*** Dataset excerpts ***
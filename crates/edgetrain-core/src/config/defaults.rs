// Single source of truth for all default values.

// --- Storage ---
pub const DEFAULT_DB_FILENAME: &str = "edgetrain.db";
pub const DEFAULT_READ_POOL_SIZE: usize = 4;
pub const DEFAULT_BUSY_TIMEOUT_MS: u32 = 5_000;

// --- Training ---
pub const DEFAULT_TRAINING_THRESHOLD: u64 = 100;
pub const DEFAULT_AUTO_TRIGGER: bool = true;
pub const DEFAULT_POLL_INTERVAL_SECS: u64 = 30;
// Three transient failures are tolerated; the fourth fails the job.
pub const DEFAULT_MAX_CONSECUTIVE_FAILURES: u32 = 4;
pub const DEFAULT_UPLOAD_BATCH_SIZE: usize = 50;

// --- Remote platform ---
pub const DEFAULT_API_BASE_URL: &str = "https://studio.edgeimpulse.com/v1";
pub const DEFAULT_INGESTION_URL: &str = "https://ingestion.edgeimpulse.com";
pub const DEFAULT_DEPLOY_TARGET: &str = "zip";
pub const DEFAULT_REMOTE_TIMEOUT_SECS: u64 = 30;
pub const DEFAULT_STATUS_RETRIES: u32 = 2;
pub const DEFAULT_INITIAL_BACKOFF_MS: u64 = 500;
pub const DEFAULT_MAX_BACKOFF_MS: u64 = 30_000;

// --- Virtual device ---
pub const DEFAULT_VIRTUAL_DEVICE_TIMEOUT_SECS: u64 = 10;

// --- Observability ---
pub const DEFAULT_LOG_LEVEL: &str = "info";
pub const DEFAULT_JSON_LOGS: bool = true;

// --- Environment overrides ---
pub const ENV_API_KEY: &str = "EDGETRAIN_API_KEY";
pub const ENV_VIRTUAL_DEVICE_API_KEY: &str = "EDGETRAIN_VIRTUAL_DEVICE_API_KEY";
pub const ENV_DB_PATH: &str = "EDGETRAIN_DB_PATH";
*** End of Dataset excerpts ***
● **Exercise description**
Exactly as they appear, write out the lines from the one containing "all default values." through the final line of the entries above, both included.

● **Answer to the problem**
// Single source of truth for all default values.

// --- Storage ---
pub const DEFAULT_DB_FILENAME: &str = "edgetrain.db";
pub const DEFAULT_READ_POOL_SIZE: usize = 4;
pub const DEFAULT_BUSY_TIMEOUT_MS: u32 = 5_000;

// --- Training ---
pub const DEFAULT_TRAINING_THRESHOLD: u64 = 100;
pub const DEFAULT_AUTO_TRIGGER: bool = true;
pub const DEFAULT_POLL_INTERVAL_SECS: u64 = 30;
// Three transient failures are tolerated; the fourth fails the job.
pub const DEFAULT_MAX_CONSECUTIVE_FAILURES: u32 = 4;
pub const DEFAULT_UPLOAD_BATCH_SIZE: usize = 50;

// --- Remote platform ---
pub const DEFAULT_API_BASE_URL: &str = "https://studio.edgeimpulse.com/v1";
pub const DEFAULT_INGESTION_URL: &str = "https://ingestion.edgeimpulse.com";
pub const DEFAULT_DEPLOY_TARGET: &str = "zip";
pub const DEFAULT_REMOTE_TIMEOUT_SECS: u64 = 30;
pub const DEFAULT_STATUS_RETRIES: u32 = 2;
pub const DEFAULT_INITIAL_BACKOFF_MS: u64 = 500;
pub const DEFAULT_MAX_BACKOFF_MS: u64 = 30_000;

// --- Virtual device ---
pub const DEFAULT_VIRTUAL_DEVICE_TIMEOUT_SECS: u64 = 10;

// --- Observability ---
pub const DEFAULT_LOG_LEVEL: &str = "info";
pub const DEFAULT_JSON_LOGS: bool = true;

// --- Environment overrides ---
pub const ENV_API_KEY: &str = "EDGETRAIN_API_KEY";
pub const ENV_VIRTUAL_DEVICE_API_KEY: &str = "EDGETRAIN_VIRTUAL_DEVICE_API_KEY";
pub const ENV_DB_PATH: &str = "EDGETRAIN_DB_PATH";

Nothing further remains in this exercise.